なお、各プールはそれぞれ独立したノート形式・コミットメントツリー・nullifierセット・回路を持つ。Bitcoinなどでは透過的な世界でScriptと明示的な金額のチェックが担っていた検証を、シールドプールではまるごと回路(とそれを検証する証明システム)が肩代わりしている。検証者には金額もノート本体も見えず、見えるのは回路の検証鍵に対してそのプルーフが通るかどうかだけ。つまり回路はそのプールのコンセンサスルールそのもので、そのため今回の制約不足は致命的な影響があった。
今回の脆弱性
今回の脆弱性は、OrchardのHalo 2の回路の実装の問題。正確には、Halo 2の証明システム本体ではなく、回路実装をまとめた halo2_gadgets crateのecc::chip::mul(楕円曲線のスカラー乗算ガジェット)のなかにあった。本来弾くべき無効な入力が検証を通ってしまう種類のバグで、制約不足の典型例にあたる。
Zcashの開示によると、根本原因はecc::chip::mulで行われる楕円曲線上の点のバイナリ法を用いたスカラー倍算のチェック処理。バイナリ法は、ループ処理でスカラー値のビットを1 bitずつ見ながら、途中結果を2倍し、bitが立っていればそれを加算するという計算を繰り返す処理(詳細は以前の記事参照)。
問題となったのは、計算を始める際の基点となる点の固定処理。上記のバイナリ法ベースでざっくり言うと、スカラー値を5とした場合、5Gを計算するところ、ループ内で足し込む点が本当に基点Gであるという固定がなく、Gの代わりに別の点Hを使った5Hを計算してもパスしてしまう、というもの。このHが攻撃者の自由に選べる任意の点であるのが攻撃可能なポイント。
もう少し具体的には、Zcashの回路は制約の数を削減してコストを下げるために、バイナリ法のループの最初・最後と、ループ内の処理とで内容を切り替えるハイブリッドな構成をとっている。本来は各区間が参照する点を入力の基点Gに固定する必要があるが、このうちループ内区間の固定が欠けていた。
結果として、証明者は基点とは異なる自由な定数Hに対してループを走らせることができ、ガジェットの出力が本来のスカラー・Gではなく、a・G+b・Hになり得る、つまり「x倍した」と称しながら、まったく別の点を混ぜ込めることができた。

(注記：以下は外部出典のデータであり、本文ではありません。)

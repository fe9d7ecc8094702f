//! Immutable site configuration registry.
//!
//! Configurations are registered once at boot through [`SiteRegistryBuilder`].
//! After [`build`](SiteRegistryBuilder::build) the registry is read-only and is
//! shared behind an `Arc` without locks.

use crate::{
    catalog,
    definition::SiteConfig,
    error::{Result, SiteError},
};
use std::collections::HashMap;
use tracing::{debug, info};
use vigia_core::Site;

/// Collects site configurations before the registry is frozen.
#[derive(Debug, Default)]
pub struct SiteRegistryBuilder {
    configs: Vec<SiteConfig>,
}

impl SiteRegistryBuilder {
    /// Create an empty builder.
    #[must_use]
    pub fn new() -> Self {
        Self::default()
    }

    /// Register a configuration.
    ///
    /// # Errors
    /// Returns `ValidationError` for an invalid configuration and
    /// `DuplicateSite` when the site is already registered.
    pub fn register(&mut self, config: SiteConfig) -> Result<&mut Self> {
        config.validate()?;

        if self.configs.iter().any(|existing| existing.site == config.site) {
            return Err(SiteError::DuplicateSite { site: config.site });
        }

        debug!(site = %config.site, "registered site configuration");
        self.configs.push(config);
        Ok(self)
    }

    /// Freeze the registry.
    #[must_use]
    pub fn build(self) -> SiteRegistry {
        let index = self
            .configs
            .iter()
            .enumerate()
            .map(|(position, config)| (config.site, position))
            .collect();

        info!(count = self.configs.len(), "site registry built");

        SiteRegistry {
            configs: self.configs,
            index,
        }
    }
}

/// Read-only lookup of site configurations.
#[derive(Debug, Clone)]
pub struct SiteRegistry {
    /// Configurations in registration order
    configs: Vec<SiteConfig>,
    /// Position of each site in `configs`
    index: HashMap<Site, usize>,
}

impl SiteRegistry {
    /// Start registering configurations.
    #[must_use]
    pub fn builder() -> SiteRegistryBuilder {
        SiteRegistryBuilder::new()
    }

    /// Registry holding the built-in configuration of every supported site.
    ///
    /// # Errors
    /// Returns an error if a built-in configuration fails validation.
    pub fn builtin() -> Result<Self> {
        let mut builder = SiteRegistryBuilder::new();
        for config in catalog::builtin_configs() {
            builder.register(config)?;
        }
        Ok(builder.build())
    }

    /// Configuration for a site.
    ///
    /// # Errors
    /// Returns `NotRegistered` if the site has no configuration.
    pub fn get(&self, site: Site) -> Result<&SiteConfig> {
        self.index
            .get(&site)
            .map(|&position| &self.configs[position])
            .ok_or(SiteError::NotRegistered { site })
    }

    /// Configuration for a wire identifier such as `MERCADO_LIVRE`.
    ///
    /// # Errors
    /// Returns `UnsupportedSite` for an unknown identifier, `NotRegistered`
    /// for a known site without configuration.
    pub fn get_by_name(&self, name: &str) -> Result<&SiteConfig> {
        let site: Site = name.parse().map_err(|_| SiteError::unsupported(name))?;
        self.get(site)
    }

    /// Registered sites in registration order.
    #[must_use]
    pub fn list_sites(&self) -> Vec<Site> {
        self.configs.iter().map(|config| config.site).collect()
    }

    /// Registered configurations in registration order.
    pub fn configs(&self) -> impl Iterator<Item = &SiteConfig> {
        self.configs.iter()
    }

    /// Number of registered sites.
    #[must_use]
    pub fn count(&self) -> usize {
        self.configs.len()
    }

    /// Check if a site is registered.
    #[must_use]
    pub fn contains(&self, site: Site) -> bool {
        self.index.contains_key(&site)
    }
}

#[cfg(test)]
mod tests {
    use super::*;
    use crate::catalog::config_for;

    #[test]
    fn test_builder_empty() {
        let registry = SiteRegistryBuilder::new().build();
        assert_eq!(registry.count(), 0);
        assert!(registry.list_sites().is_empty());
    }

    #[test]
    fn test_register_and_get() {
        let mut builder = SiteRegistry::builder();
        builder.register(config_for(Site::Olx)).expect("register");
        let registry = builder.build();

        let config = registry.get(Site::Olx).expect("get OLX");
        assert_eq!(config.site, Site::Olx);
        assert!(registry.contains(Site::Olx));
    }

    #[test]
    fn test_get_unregistered() {
        let registry = SiteRegistryBuilder::new().build();
        assert!(matches!(
            registry.get(Site::Olx),
            Err(SiteError::NotRegistered { site: Site::Olx })
        ));
    }

    #[test]
    fn test_register_rejects_duplicates() {
        let mut builder = SiteRegistry::builder();
        builder.register(config_for(Site::Olx)).expect("first");

        let result = builder.register(config_for(Site::Olx));
        assert!(matches!(
            result,
            Err(SiteError::DuplicateSite { site: Site::Olx })
        ));
        assert_eq!(builder.build().count(), 1);
    }

    #[test]
    fn test_register_rejects_invalid_config() {
        let mut config = config_for(Site::Superbid);
        config.rate_limit.tokens_per_min = 0;

        let mut builder = SiteRegistry::builder();
        assert!(matches!(
            builder.register(config),
            Err(SiteError::ValidationError { .. })
        ));
    }

    #[test]
    fn test_list_sites_keeps_registration_order() {
        let mut builder = SiteRegistry::builder();
        builder
            .register(config_for(Site::MegaLeiloes))
            .expect("register")
            .register(config_for(Site::MercadoLivre))
            .expect("register")
            .register(config_for(Site::VivaReal))
            .expect("register");
        let registry = builder.build();

        assert_eq!(
            registry.list_sites(),
            vec![Site::MegaLeiloes, Site::MercadoLivre, Site::VivaReal]
        );
    }

    #[test]
    fn test_builtin_registers_every_site() {
        let registry = SiteRegistry::builtin().expect("builtin registry");
        assert_eq!(registry.count(), Site::ALL.len());
        assert_eq!(registry.list_sites(), Site::ALL.to_vec());
    }

    #[test]
    fn test_get_by_name() {
        let registry = SiteRegistry::builtin().expect("builtin registry");

        let config = registry.get_by_name("MERCADO_LIVRE").expect("known site");
        assert_eq!(config.site, Site::MercadoLivre);

        let err = registry.get_by_name("EBAY").expect_err("unknown site");
        assert!(matches!(err, SiteError::UnsupportedSite { .. }));
        assert!(err.to_string().contains("MEGA_LEILOES"));
    }
}
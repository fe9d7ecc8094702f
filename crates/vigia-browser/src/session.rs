use crate::error::{BrowserError, Result};
use serde::Deserialize;
use serde_json::Value;
use std::fmt;
use std::time::Duration;
use vigia_core::Site;
use vigia_sites::{AntiDetection, SiteConfig};

/// One cookie of a browser storage state.
#[derive(Clone, Deserialize)]
#[serde(rename_all = "camelCase")]
pub struct StorageCookie {
    pub name: String,
    pub value: String,
    pub domain: String,
    #[serde(default = "root_path")]
    pub path: String,
    /// Seconds since the epoch; negative or absent means a session cookie
    #[serde(default)]
    pub expires: Option<f64>,
    #[serde(default)]
    pub http_only: bool,
    #[serde(default)]
    pub secure: bool,
}

fn root_path() -> String {
    "/".to_string()
}

impl fmt::Debug for StorageCookie {
    fn fmt(&self, f: &mut fmt::Formatter<'_>) -> fmt::Result {
        f.debug_struct("StorageCookie")
            .field("name", &self.name)
            .field("domain", &self.domain)
            .field("path", &self.path)
            .finish_non_exhaustive()
    }
}

/// Read the cookies of a `{cookies, origins}` storage state.
pub fn cookies_from_storage_state(state: &Value) -> Result<Vec<StorageCookie>> {
    let cookies = state
        .get("cookies")
        .and_then(Value::as_array)
        .ok_or_else(|| BrowserError::InvalidStorageState("missing cookies array".to_string()))?;

    cookies
        .iter()
        .enumerate()
        .map(|(index, cookie)| {
            StorageCookie::deserialize(cookie).map_err(|e| {
                BrowserError::InvalidStorageState(format!("cookie #{index}: {e}"))
            })
        })
        .collect()
}

/// Everything needed to open a browsing session for one crawl job.
#[derive(Debug, Clone)]
pub struct LaunchRequest {
    pub site: Site,
    pub anti_detection: AntiDetection,
    pub navigation_timeout: Duration,
    /// Empty for anonymous sessions
    pub cookies: Vec<StorageCookie>,
}

impl LaunchRequest {
    /// Anonymous request shaped by the site's configuration.
    pub fn anonymous(config: &SiteConfig) -> Self {
        Self {
            site: config.site,
            anti_detection: config.anti_detection,
            navigation_timeout: config.timeouts.navigation_timeout(),
            cookies: Vec::new(),
        }
    }

    /// Request carrying the cookies of a storage state.
    pub fn with_storage_state(config: &SiteConfig, state: &Value) -> Result<Self> {
        Ok(Self {
            cookies: cookies_from_storage_state(state)?,
            ..Self::anonymous(config)
        })
    }

    pub fn is_authenticated(&self) -> bool {
        !self.cookies.is_empty()
    }
}

/// A live browser tab owned by one crawl job.
#[async_trait::async_trait]
pub trait BrowsingSession: Send + Sync {
    /// Navigate to a URL
    async fn navigate(&self, url: &str) -> Result<()>;

    /// Rendered HTML of the current page
    async fn content(&self) -> Result<String>;

    /// Visible text of the current page
    async fn visible_text(&self) -> Result<String>;

    /// Release the browser. Calling it again is a no-op.
    async fn close(&mut self) -> Result<()>;
}

/// Opens browsing sessions.
#[async_trait::async_trait]
pub trait BrowserLauncher: Send + Sync {
    async fn launch(&self, request: LaunchRequest) -> Result<Box<dyn BrowsingSession>>;
}

/// Helper to extract the host from a URL
pub fn extract_domain(url: &str) -> Result<String> {
    let url = url::Url::parse(url)
        .map_err(|e| BrowserError::Navigation(format!("Invalid URL: {e}")))?;

    url.host_str()
        .ok_or_else(|| BrowserError::Navigation("No host in URL".to_string()))
        .map(ToString::to_string)
}
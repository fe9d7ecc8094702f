use std::time::Duration;
use thiserror::Error;
use vigia_core::Site;

pub type Result<T> = std::result::Result<T, BrowserError>;

#[derive(Debug, Error)]
pub enum BrowserError {
    #[error("browser launch failed: {0}")]
    Launch(String),

    #[error("chromium error: {0}")]
    Chromium(String),

    #[error("navigation failed: {0}")]
    Navigation(String),

    #[error("timeout: {0}")]
    Timeout(String),

    #[error("invalid storage state: {0}")]
    InvalidStorageState(String),

    #[error("no rate limit registered for {site}")]
    UnknownSite { site: Site },

    #[error("rate limit for {site} not available after waiting {waited:?}")]
    RateLimitTimeout { site: Site, waited: Duration },

    #[error("rate limit wait for {site} cancelled")]
    Cancelled { site: Site },
}

impl From<chromiumoxide::error::CdpError> for BrowserError {
    fn from(err: chromiumoxide::error::CdpError) -> Self {
        Self::Chromium(err.to_string())
    }
}
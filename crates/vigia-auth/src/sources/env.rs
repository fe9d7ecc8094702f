//! Base64 storage states passed through environment variables.

use crate::credential::{Credential, CredentialSource};
use crate::error::{AuthError, Result};
use async_trait::async_trait;
use base64ct::{Base64, Encoding};
use std::collections::HashMap;
use std::fmt;
use std::sync::Arc;
use tracing::{debug, warn};
use vigia_core::{CredentialSourceKind, Site, UserId};
use vigia_vault::StorageState;
use zeroize::Zeroizing;

type Lookup = Arc<dyn Fn(&str) -> Option<String> + Send + Sync>;

/// Reads `<PREFIX>_<SITE>`, then `<PREFIX>`.
#[derive(Clone)]
pub struct EnvCredentialSource {
    prefix: String,
    lookup: Lookup,
}

impl fmt::Debug for EnvCredentialSource {
    fn fmt(&self, f: &mut fmt::Formatter<'_>) -> fmt::Result {
        f.debug_struct("EnvCredentialSource")
            .field("prefix", &self.prefix)
            .finish_non_exhaustive()
    }
}

impl EnvCredentialSource {
    /// Source backed by the process environment.
    pub fn from_env(prefix: impl Into<String>) -> Self {
        Self::with_lookup(prefix, |name| std::env::var(name).ok())
    }

    /// Source backed by a fixed set of variables.
    pub fn from_values(prefix: impl Into<String>, values: HashMap<String, String>) -> Self {
        Self::with_lookup(prefix, move |name| values.get(name).cloned())
    }

    /// Source backed by an arbitrary lookup.
    pub fn with_lookup(
        prefix: impl Into<String>,
        lookup: impl Fn(&str) -> Option<String> + Send + Sync + 'static,
    ) -> Self {
        Self {
            prefix: prefix.into(),
            lookup: Arc::new(lookup),
        }
    }

    /// Variable names for a site, most specific first.
    #[must_use]
    pub fn variable_names(&self, site: Site) -> [String; 2] {
        [format!("{}_{}", self.prefix, site.as_str()), self.prefix.clone()]
    }

    fn decode(name: &str, encoded: &str) -> Result<StorageState> {
        let failure = |reason: String| {
            AuthError::source_failure(CredentialSourceKind::Env, format!("{name}: {reason}"))
        };

        let bytes = Zeroizing::new(
            Base64::decode_vec(encoded.trim()).map_err(|_| failure("not valid base64".to_string()))?,
        );
        StorageState::from_slice(&bytes).map_err(|e| failure(e.to_string()))
    }
}

#[async_trait]
impl CredentialSource for EnvCredentialSource {
    fn kind(&self) -> CredentialSourceKind {
        CredentialSourceKind::Env
    }

    async fn try_resolve(&self, _user_id: &UserId, site: Site) -> Result<Option<Credential>> {
        for name in self.variable_names(site) {
            let Some(encoded) = (self.lookup)(&name).map(Zeroizing::new) else {
                continue;
            };
            match Self::decode(&name, &encoded) {
                Ok(state) => {
                    debug!(site = %site, variable = %name, "storage state read from environment");
                    return Ok(Some(Credential::new(CredentialSourceKind::Env, state)));
                }
                Err(e) => warn!(site = %site, error = %e, "skipping environment storage state"),
            }
        }
        Ok(None)
    }
}

#[cfg(test)]
mod tests {
    use super::*;

    fn user() -> UserId {
        UserId::new("u1").expect("valid user")
    }

    fn encode(json: &str) -> String {
        Base64::encode_string(json.as_bytes())
    }

    fn source(values: &[(&str, String)]) -> EnvCredentialSource {
        EnvCredentialSource::from_values(
            "VIGIA_STORAGE_STATE",
            values
                .iter()
                .map(|(k, v)| ((*k).to_string(), v.clone()))
                .collect(),
        )
    }

    #[tokio::test]
    async fn test_site_variable_wins() {
        let source = source(&[
            (
                "VIGIA_STORAGE_STATE_OLX",
                encode(r#"{"cookies": [{"domain": "olx.com.br"}], "origins": []}"#),
            ),
            ("VIGIA_STORAGE_STATE", encode(r#"{"cookies": [], "origins": []}"#)),
        ]);

        let credential = source
            .try_resolve(&user(), Site::Olx)
            .await
            .expect("resolve")
            .expect("credential");
        assert_eq!(credential.source, CredentialSourceKind::Env);
        assert_eq!(credential.state.summary().cookie_count, 1);
    }

    #[tokio::test]
    async fn test_generic_variable_fallback() {
        let source = source(&[("VIGIA_STORAGE_STATE", encode(r#"{"cookies": [], "origins": []}"#))]);
        assert!(source
            .try_resolve(&user(), Site::Superbid)
            .await
            .expect("resolve")
            .is_some());
    }

    #[tokio::test]
    async fn test_malformed_values_are_rejected() {
        let source = source(&[
            ("VIGIA_STORAGE_STATE_OLX", "%%% not base64".to_string()),
            ("VIGIA_STORAGE_STATE", encode(r#"{"cookies": []}"#)),
        ]);
        assert!(source
            .try_resolve(&user(), Site::Olx)
            .await
            .expect("resolve")
            .is_none());

        assert!(EnvCredentialSource::decode("X", &encode("[1, 2]")).is_err());
    }

    #[tokio::test]
    async fn test_nothing_set() {
        assert!(source(&[])
            .try_resolve(&user(), Site::Olx)
            .await
            .expect("resolve")
            .is_none());
    }
}
//! Callbacks a crawl job drives while it runs.
//!
//! A job begins by resolving a credential, paces every page through the
//! site's token bucket and reports what it saw. Login walls and checkpoints
//! flag the credential for re-authentication.

use crate::error::CommandError;
use crate::state::AppState;
use serde::Serialize;
use std::time::Duration;
use tokio::time::Instant;
use tokio_util::sync::CancellationToken;
use tracing::{debug, info, warn};
use vigia_auth::AuthContext;
use vigia_core::{CredentialSourceKind, Site};
use vigia_sites::{classify_page, extract_listings, Listing, PageClass};

/// A running crawl job.
#[derive(Debug)]
pub struct CrawlJob {
    context: AuthContext,
    deadline: Instant,
    cancel: CancellationToken,
}

impl CrawlJob {
    /// Site being crawled.
    #[must_use]
    pub fn site(&self) -> Site {
        self.context.site()
    }

    /// Source of the credential in use.
    #[must_use]
    pub fn source(&self) -> CredentialSourceKind {
        self.context.source()
    }

    /// Resolved credential context.
    #[must_use]
    pub fn context(&self) -> &AuthContext {
        &self.context
    }

    /// Time left before the job's budget runs out.
    #[must_use]
    pub fn remaining(&self) -> Duration {
        self.deadline.saturating_duration_since(Instant::now())
    }

    /// Whether the job was cancelled.
    #[must_use]
    pub fn is_cancelled(&self) -> bool {
        self.cancel.is_cancelled()
    }
}

/// What one fetched page turned out to be.
#[derive(Debug, Clone, Serialize)]
#[serde(rename_all = "camelCase")]
pub struct PageOutcome {
    /// Classification of the page text
    pub class: PageClass,
    /// Listings found; empty unless the page is content
    pub listings: Vec<Listing>,
}

/// Resolve a credential and open a browsing session for a new job.
///
/// `budget` bounds how long the job may wait on rate limiting; `cancel`
/// aborts any wait early.
pub async fn begin_crawl(
    state: &AppState,
    user_id: &str,
    site: &str,
    budget: Duration,
    cancel: CancellationToken,
) -> Result<CrawlJob, CommandError> {
    let context = state.cascade.resolve(user_id, site).await?;
    info!(
        user_id = %context.user_id(),
        site = %context.site(),
        source = %context.source(),
        budget_ms = u64::try_from(budget.as_millis()).unwrap_or(u64::MAX),
        "Crawl job started"
    );

    Ok(CrawlJob {
        context,
        deadline: Instant::now() + budget,
        cancel,
    })
}

/// Wait for the site's next request slot.
///
/// Fails with `RATE_LIMITED` when the job's deadline passes first and with
/// `CANCELLED` when its token fires.
pub async fn pace(state: &AppState, job: &CrawlJob) -> Result<(), CommandError> {
    state
        .rate_limiter
        .acquire_with_cancel(job.site(), job.deadline, &job.cancel)
        .await?;
    Ok(())
}

/// Classify page text and flag the credential when the page blocks it.
pub async fn report_page(
    state: &AppState,
    job: &CrawlJob,
    text: &str,
) -> Result<PageClass, CommandError> {
    let config = state.registry.get(job.site())?;
    let class = classify_page(text, &config.patterns);

    if class.blocks_session() {
        let reason = match class {
            PageClass::Checkpoint => "checkpoint detected",
            _ => "login wall detected",
        };

        if job.context.is_authenticated() {
            let flagged = state
                .cascade
                .report_login_wall(job.context.user_id().as_str(), job.site().as_str(), Some(reason))
                .await?;
            warn!(
                user_id = %job.context.user_id(),
                site = %job.site(),
                source = %job.source(),
                flagged,
                reason,
                "Credential rejected by site"
            );
        } else {
            warn!(site = %job.site(), reason, "Anonymous crawl blocked by site");
        }
    } else {
        debug!(site = %job.site(), class = ?class, "Page classified");
    }

    Ok(class)
}

/// Pace, load `url` and classify it, extracting listings from content pages.
pub async fn fetch_page(
    state: &AppState,
    job: &CrawlJob,
    url: &str,
) -> Result<PageOutcome, CommandError> {
    let session = job
        .context
        .session()
        .ok_or_else(|| CommandError::new("CRAWL_FINISHED", "Crawl job already released"))?;

    pace(state, job).await?;
    session.navigate(url).await?;

    let text = session.visible_text().await?;
    let class = report_page(state, job, &text).await?;

    let listings = if class == PageClass::Content {
        let config = state.registry.get(job.site())?;
        let html = session.content().await?;
        extract_listings(config, &html)
    } else {
        Vec::new()
    };

    debug!(site = %job.site(), url, listings = listings.len(), "Page fetched");
    Ok(PageOutcome { class, listings })
}

/// End a job and release its browsing session.
pub async fn finish(mut job: CrawlJob) -> Result<(), CommandError> {
    let site = job.site();
    job.context.cleanup().await?;
    info!(site = %site, "Crawl job finished");
    Ok(())
}
//! Versioned key material for the session cipher.
//!
//! Every sealed blob is stored with the version of the key that sealed it.
//! The highest version in the ring is the current key; older versions stay
//! available so existing rows can still be opened and re-sealed.

use crate::cipher::KEY_LENGTH;
use crate::error::{Result, VaultError};
use crate::kdf;
use base64ct::{Base64, Encoding};
use std::collections::BTreeMap;
use std::fmt;
use std::path::Path;
use vigia_core::VaultConfig;
use zeroize::Zeroizing;

/// Set of session keys indexed by version.
#[derive(Default)]
pub struct Keyring {
    keys: BTreeMap<u32, Zeroizing<[u8; KEY_LENGTH]>>,
}

impl fmt::Debug for Keyring {
    fn fmt(&self, f: &mut fmt::Formatter<'_>) -> fmt::Result {
        f.debug_struct("Keyring")
            .field("versions", &self.keys.keys().collect::<Vec<_>>())
            .finish()
    }
}

impl Keyring {
    /// Ring holding a single key.
    #[must_use]
    pub fn single(version: u32, key: [u8; KEY_LENGTH]) -> Self {
        let mut ring = Self::default();
        ring.keys.insert(version, Zeroizing::new(key));
        ring
    }

    /// Add a key, replacing any key with the same version.
    pub fn insert(&mut self, version: u32, key: Zeroizing<[u8; KEY_LENGTH]>) {
        self.keys.insert(version, key);
    }

    /// Whether the ring holds no key at all.
    #[must_use]
    pub fn is_empty(&self) -> bool {
        self.keys.is_empty()
    }

    /// Current (highest) version and its key.
    ///
    /// # Errors
    /// Returns `VaultError::KeyUnavailable` if the ring is empty.
    pub fn current(&self) -> Result<(u32, &[u8; KEY_LENGTH])> {
        self.keys
            .iter()
            .next_back()
            .map(|(version, key)| (*version, &**key))
            .ok_or_else(|| VaultError::KeyUnavailable("keyring is empty".to_string()))
    }

    /// Key for a specific version.
    #[must_use]
    pub fn get(&self, version: u32) -> Option<&[u8; KEY_LENGTH]> {
        self.keys.get(&version).map(|key| &**key)
    }

    /// Build the ring from configuration.
    ///
    /// Raw keys named in `[vault.keys]` are read through `lookup`. When none
    /// is present, the passphrase variable is stretched with Argon2id using
    /// the salt at `vault.salt_path` (or `default_salt_path`).
    ///
    /// # Errors
    /// Returns `VaultError::KeyUnavailable` if no key material is found or a
    /// key does not decode to 32 bytes, and `VaultError::KeyDerivation` if
    /// passphrase stretching fails.
    pub fn from_config(
        config: &VaultConfig,
        default_salt_path: &Path,
        lookup: impl Fn(&str) -> Option<String>,
    ) -> Result<Self> {
        let mut ring = Self::default();

        for reference in &config.keys {
            if let Some(value) = lookup(&reference.env) {
                let key = decode_key(&value).map_err(|reason| {
                    VaultError::KeyUnavailable(format!("{}: {reason}", reference.env))
                })?;
                ring.insert(reference.version, key);
                tracing::debug!(version = reference.version, env = %reference.env, "Loaded session key");
            }
        }

        if ring.is_empty() {
            if let Some(passphrase) = lookup(&config.passphrase_env) {
                let passphrase = Zeroizing::new(passphrase);
                let salt_path = config.salt_path.as_deref().unwrap_or(default_salt_path);
                let salt = kdf::load_or_create_salt(salt_path)?;
                let key = kdf::derive_key(&passphrase, &salt)?;
                ring.insert(config.passphrase_version, key);
                tracing::debug!(
                    version = config.passphrase_version,
                    "Derived session key from passphrase"
                );
            }
        }

        if ring.is_empty() {
            let names: Vec<&str> = config.keys.iter().map(|k| k.env.as_str()).collect();
            return Err(VaultError::KeyUnavailable(format!(
                "set one of [{}] or {}",
                names.join(", "),
                config.passphrase_env
            )));
        }

        Ok(ring)
    }
}

/// Decode a 32-byte key given as 64 hex characters or standard base64.
///
/// # Errors
/// Returns a description of the problem; the key itself is never echoed.
pub fn decode_key(text: &str) -> std::result::Result<Zeroizing<[u8; KEY_LENGTH]>, String> {
    let text = text.trim();

    let bytes = if text.len() == KEY_LENGTH * 2 && text.bytes().all(|b| b.is_ascii_hexdigit()) {
        Zeroizing::new(hex::decode(text).map_err(|e| format!("invalid hex key: {e}"))?)
    } else {
        Zeroizing::new(
            Base64::decode_vec(text).map_err(|_| "key is neither hex nor base64".to_string())?,
        )
    };

    if bytes.len() != KEY_LENGTH {
        return Err(format!(
            "key must be {KEY_LENGTH} bytes, got {}",
            bytes.len()
        ));
    }

    let mut key = Zeroizing::new([0u8; KEY_LENGTH]);
    key.copy_from_slice(&bytes);
    Ok(key)
}

#[cfg(test)]
mod tests {
    use super::*;
    use std::collections::HashMap;
    use tempfile::TempDir;
    use vigia_core::KeyReference;

    fn two_key_config() -> VaultConfig {
        VaultConfig {
            keys: vec![
                KeyReference {
                    version: 1,
                    env: "KEY_V1".to_string(),
                },
                KeyReference {
                    version: 2,
                    env: "KEY_V2".to_string(),
                },
            ],
            ..VaultConfig::default()
        }
    }

    #[test]
    fn test_decode_hex_and_base64() {
        let hex_key = "11".repeat(32);
        assert_eq!(*decode_key(&hex_key).expect("hex key"), [0x11; 32]);

        let b64 = Base64::encode_string(&[0x22; 32]);
        assert_eq!(*decode_key(&b64).expect("base64 key"), [0x22; 32]);
    }

    #[test]
    fn test_decode_rejects_wrong_length() {
        let err = decode_key(&Base64::encode_string(&[0u8; 16])).expect_err("16 bytes");
        assert!(err.contains("got 16"));
        assert!(decode_key("not a key!").is_err());
    }

    #[test]
    fn test_highest_version_is_current() {
        let env: HashMap<&str, String> = [
            ("KEY_V1", "01".repeat(32)),
            ("KEY_V2", "02".repeat(32)),
        ]
        .into_iter()
        .collect();

        let ring = Keyring::from_config(&two_key_config(), Path::new("/unused"), |name| {
            env.get(name).cloned()
        })
        .expect("build keyring");

        let (version, key) = ring.current().expect("current key");
        assert_eq!(version, 2);
        assert_eq!(*key, [0x02; 32]);
        assert_eq!(ring.get(1), Some(&[0x01; 32]));
        assert!(ring.get(3).is_none());
    }

    #[test]
    fn test_missing_versions_are_skipped() {
        let ring = Keyring::from_config(&two_key_config(), Path::new("/unused"), |name| {
            (name == "KEY_V1").then(|| "01".repeat(32))
        })
        .expect("build keyring");

        assert_eq!(ring.current().expect("current").0, 1);
    }

    #[test]
    fn test_passphrase_fallback_uses_salt_file() {
        let dir = TempDir::new().expect("create temp dir");
        let salt_path = dir.path().join(".session_salt");
        let config = VaultConfig::default();

        let lookup = |name: &str| {
            (name == "VIGIA_SESSION_PASSPHRASE").then(|| "correct horse battery".to_string())
        };
        let first = Keyring::from_config(&config, &salt_path, lookup).expect("derive");
        let second = Keyring::from_config(&config, &salt_path, lookup).expect("derive again");

        assert!(salt_path.exists());
        assert_eq!(first.current().expect("current").0, 1);
        assert_eq!(
            first.current().expect("current").1,
            second.current().expect("current").1
        );
    }

    #[test]
    fn test_no_material_is_key_unavailable() {
        let err = Keyring::from_config(&VaultConfig::default(), Path::new("/unused"), |_| None)
            .expect_err("no keys");
        assert!(matches!(err, VaultError::KeyUnavailable(_)));
        assert!(err.to_string().contains("VIGIA_SESSION_KEY"));
    }

    #[test]
    fn test_bad_key_names_variable_not_value() {
        let err = Keyring::from_config(&VaultConfig::default(), Path::new("/unused"), |_| {
            Some("deadbeef".to_string())
        })
        .expect_err("bad key");
        let message = err.to_string();
        assert!(message.contains("VIGIA_SESSION_KEY"));
        assert!(!message.contains("deadbeef"));
    }

    #[test]
    fn test_debug_hides_key_bytes() {
        let ring = Keyring::single(7, [0xAB; 32]);
        let debug = format!("{ring:?}");
        assert!(debug.contains('7'));
        assert!(!debug.contains("171"));
    }
}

これがOrchardの回路の値の検証(入力=出力+feeなど)の保証を崩し、攻撃者が偽の値で正当に見えるプルーフを生成できる状態となった。
総供給量のインフレーションは防止
ただし、この回路バグだけではZECの総供給量のインフレーションは起こせない。Zcashにはturnstileという仕組みがあって、各プール(Sprout / Sapling / Orchard / transparent*1 / lockbox*2)の境界で「これまでにそのプールへ入った価値 − 出た価値」を追跡し、プールから外へ出せる総量に上限をかけている。
そのためOrchardプール内部では偽造・二重使用の可能性はあるけど、プールから外へ持ち出せる総量(上限)は崩せない。
ただ、直近だとシールドされているコインの各プールの内訳は、
- Orchard:約450万ZEC(シールド分の約88%)
- Sapling:約59.2万ZEC(約12%)
- Sprout:約2.5万ZEC(0.5%未満)
なので、影響は大きい。
対応
対応は2段階で行われた模様。直接パッチを最初に公開すると、更新後のコードから欠陥の性質が露見し、修正完了前に悪用される恐れがあるため、まずOrchardを止める→落ち着いてから回路を直すという順序が取られた。
悪用の可能性は?
バグ自体は修正されたけど、現状mainnetでの悪用の証拠はない一方、悪用が無かったことを暗号学的に証明する手段も存在しないとされている。過去のトランザクションについて修正後の回路でリプレイすれば、新しい制約に違反するtxがあるかは判定でき、見つかれば悪用は確定すると思ってるんだけど、暗号的に証明できないとされている理由がよく分かっていない。
turnstileによって供給量の上限は保たれるものの、シールド供給のほとんどを占めるOrchardプールにおける問題というのは重そう。強力なプライバシーと供給の検証可能性が原理的に両立しにくいので難しいよね。でもこういう事件を経て、プールに偽造が存在しないことを誰もが暗号的に検証できる会計機構を組み込むようなアプローチが進んでいくんだろう。